【屋根材の種類】特徴・価格を一覧比較でスッキリ総まとめ!リフォームの参考に!

2018.12.19

屋根材の主流は?種類別に比較してみました

これから家を建てる方、リフォームを考えている方、メンテナンスの予定がある方、どんな屋根材を選ぶのが良いでしょうか?
それぞれの特徴、メリット・デメリットをご紹介しておりますので、お住まいの地域やお好み、予算に合わせてご検討ください。


屋根材は、4つの大分類に分けることができます。

屋根材は次の4種類に大きく分類されます。


1、スレート系(化粧スレート、天然スレート)
2、金属系(トタン、ガルバリウム、銅板屋根 など)
3、セメント系(セメント瓦、コンクリート瓦)
4、粘土系(日本瓦)


しかし、例えば瓦の中にも「粘土瓦」や「セメント瓦」があり、単純には分類できないことも多く、混乱をしてしまっている方も多いようです。
そこで本記事では、この4分類で説明するのではなく、「実際に使用される屋根材の名称(瓦、スレートなど)」にフォーカスして、それぞれの特徴、メリット・デメリット、参考価格などについて解説しております。


屋根材の種類一覧!性能や特徴、価格の比較

【本記事で紹介している屋根材一覧】
・スレート(化粧スレート)
・瓦(粘土瓦、セメント瓦)
・ガルバリウム鋼板
・トタン
・銅板屋根
・陸屋根


表組み

→ 表組みをクリックで拡大します
では、順に代表的な屋根材について見ていきましょう。


スレート(化粧スレート、天然スレート)

スレートは古くから利用されている最もポピュラーな屋根材のひとつです。
化粧スレートの他に、天然石を利用した天然スレートという高価なスレート材もあります。
こちらは国内での普及はあまり進んでいませんので、ここでは化粧スレートについてご紹介します。


化粧スレート

屋根写真

化粧スレートは、セメントに繊維材を混ぜて人工的につくった2mm厚ほどの屋根材です。
カラー展開が豊富で、設計がしやすく、軽量であるため爆発的な人気を誇りました。
しかし、普及当時のスレートには強度を出すためにアスベストを混ぜているものがほとんどでした。
スレート材はもともとそれほど耐久性が高い屋根材ではありませんが、アスベストはスレート材の強度を高める意味で大きな役割を担っています。
しかしアスベストによる健康被害が報告されたことで2004年にはアスベストの使用は禁止されました。
現在はアスベストを含んだ屋根材は販売ができませんが、その分強度が落ちているといわれており、利用頻度は大きく減ったといわれています。
※「カラーベスト」「コロニアル」という言葉を目にすることがありますが、これはスレートの商品名です(シェアや人気度の高さから代名詞として使われているケースがあります)。


●化粧スレートの耐用年数
20~25年
※7~10年をめどに塗装を行えば、寿命を延ばせることもあります。


●化粧スレートの特徴(メリット・デメリット)
【化粧スレートのメリット】
・施工がしやすく扱える業者が多い(最も普及率が高い屋根材と言われている)
・安価でありながら、色のバリエーションが豊富なことで人気
・軽量である
・耐熱性や耐火性が高い
【化粧スレートのデメリット】
・割れやすい
・アスベストが禁止されてから強度が落ち、利用例が減っている
・耐用年数が比較的短い
・塗装メンテナンスが必要(コケやカビが発生しやすい)
・異なる成分が混ざり合っていることで劣化が起こりやすい


●化粧スレートの参考価格
平米単価 約4000~8000円


●化粧スレートのメンテナンス方法
大きく分けると3つのメンテナンス方法があります。


・塗装によるメンテナンス
7~10年目に行います。
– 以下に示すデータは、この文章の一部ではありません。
//! Scheduling capability and a deterministic manual clock.

use std::collections::BTreeSet;
use std::time::Duration;

use crate::ids::{IdAllocator, TimerId};

/// Host timer primitive (`now` + `after`/`cancel`).
///
/// The scheduler never calls back into a controller. When a timer elapses the
/// host hands its id to the owning controller's `on_timer`, which checks that
/// the id is still live before acting on it.
pub trait Scheduler {
    /// Time elapsed since the host's origin.
    fn now(&self) -> Duration;

    /// Arrange for a timer id to be delivered after `delay`.
    ///
    /// `None` means the host could not arm a timer; callers act as if the
    /// delay had already elapsed.
    fn after(&mut self, delay: Duration) -> Option<TimerId>;

    /// Cancel a pending timer. Unknown or already fired ids are ignored.
    fn cancel(&mut self, timer: TimerId);
}

/// Scheduler driven by explicit time advances.
///
/// Used by tests and by simulation hosts that replay a scroll trace.
#[derive(Debug, Default)]
pub struct ManualClock {
    now: Duration,
    ids: IdAllocator,
    /// Ordered by due time, then by id (creation order).
    pending: BTreeSet<(Duration, TimerId)>,
}

impl ManualClock {
    pub fn new() -> Self {
        Self::default()
    }

    /// Move time forward by `delta` and return the timers that came due, in
    /// firing order.
    pub fn advance_by(&mut self, delta: Duration) -> Vec<TimerId> {
        let target = self.now + delta;
        self.advance_to(target)
    }

    /// Move time to `at` (never backwards) and return the timers that came due.
    pub fn advance_to(&mut self, at: Duration) -> Vec<TimerId> {
        if at > self.now {
            self.now = at;
        }
        let mut fired = Vec::new();
        while let Some(&(due, id)) = self.pending.iter().next() {
            if due > self.now {
                break;
            }
            self.pending.remove(&(due, id));
            fired.push(id);
        }
        fired
    }

    /// Due time of a pending timer.
    pub fn due(&self, timer: TimerId) -> Option<Duration> {
        self.pending
            .iter()
            .find(|(_, id)| *id == timer)
            .map(|(due, _)| *due)
    }

    #[inline]
    pub fn is_pending(&self, timer: TimerId) -> bool {
        self.due(timer).is_some()
    }

    #[inline]
    pub fn pending_count(&self) -> usize {
        self.pending.len()
    }
}

impl Scheduler for ManualClock {
    fn now(&self) -> Duration {
        self.now
    }

    fn after(&mut self, delay: Duration) -> Option<TimerId> {
        let id = self.ids.alloc_timer();
        self.pending.insert((self.now + delay, id));
        Some(id)
    }

    fn cancel(&mut self, timer: TimerId) {
        self.pending.retain(|(_, id)| *id != timer);
    }
}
塗装は2回が限度と考えておきましょう。
塗装工事は「工事」といっても修理の側面はほとんどなく、雨漏りの補修などには向いていません。あくまでもメンテナンスの側面が強いということを覚えておきましょう。


・カバー工法(重ね葺き)
既存の屋根の上から、新しい屋根材を載せる方法で、施工費を抑えることができます。
アスベストを含んだスレートの場合に推奨されやすい方法です(既存のアスベスト混スレートをはがす必要がないため、飛散や処分費を抑えられる)。
ただし、屋根が二重になるため重量が増え耐震性に影響が出ることがあります。


・葺き替え
 既存の屋根材を全てはがして、新たな屋根材を載せる方法です。
 工事規模が大きいため、工費は高くなります。
 また、アスベストを含むスレートの場合、飛散しないように特別な処理や処分が必要となりますので、更に費用が高くなるケースがあります。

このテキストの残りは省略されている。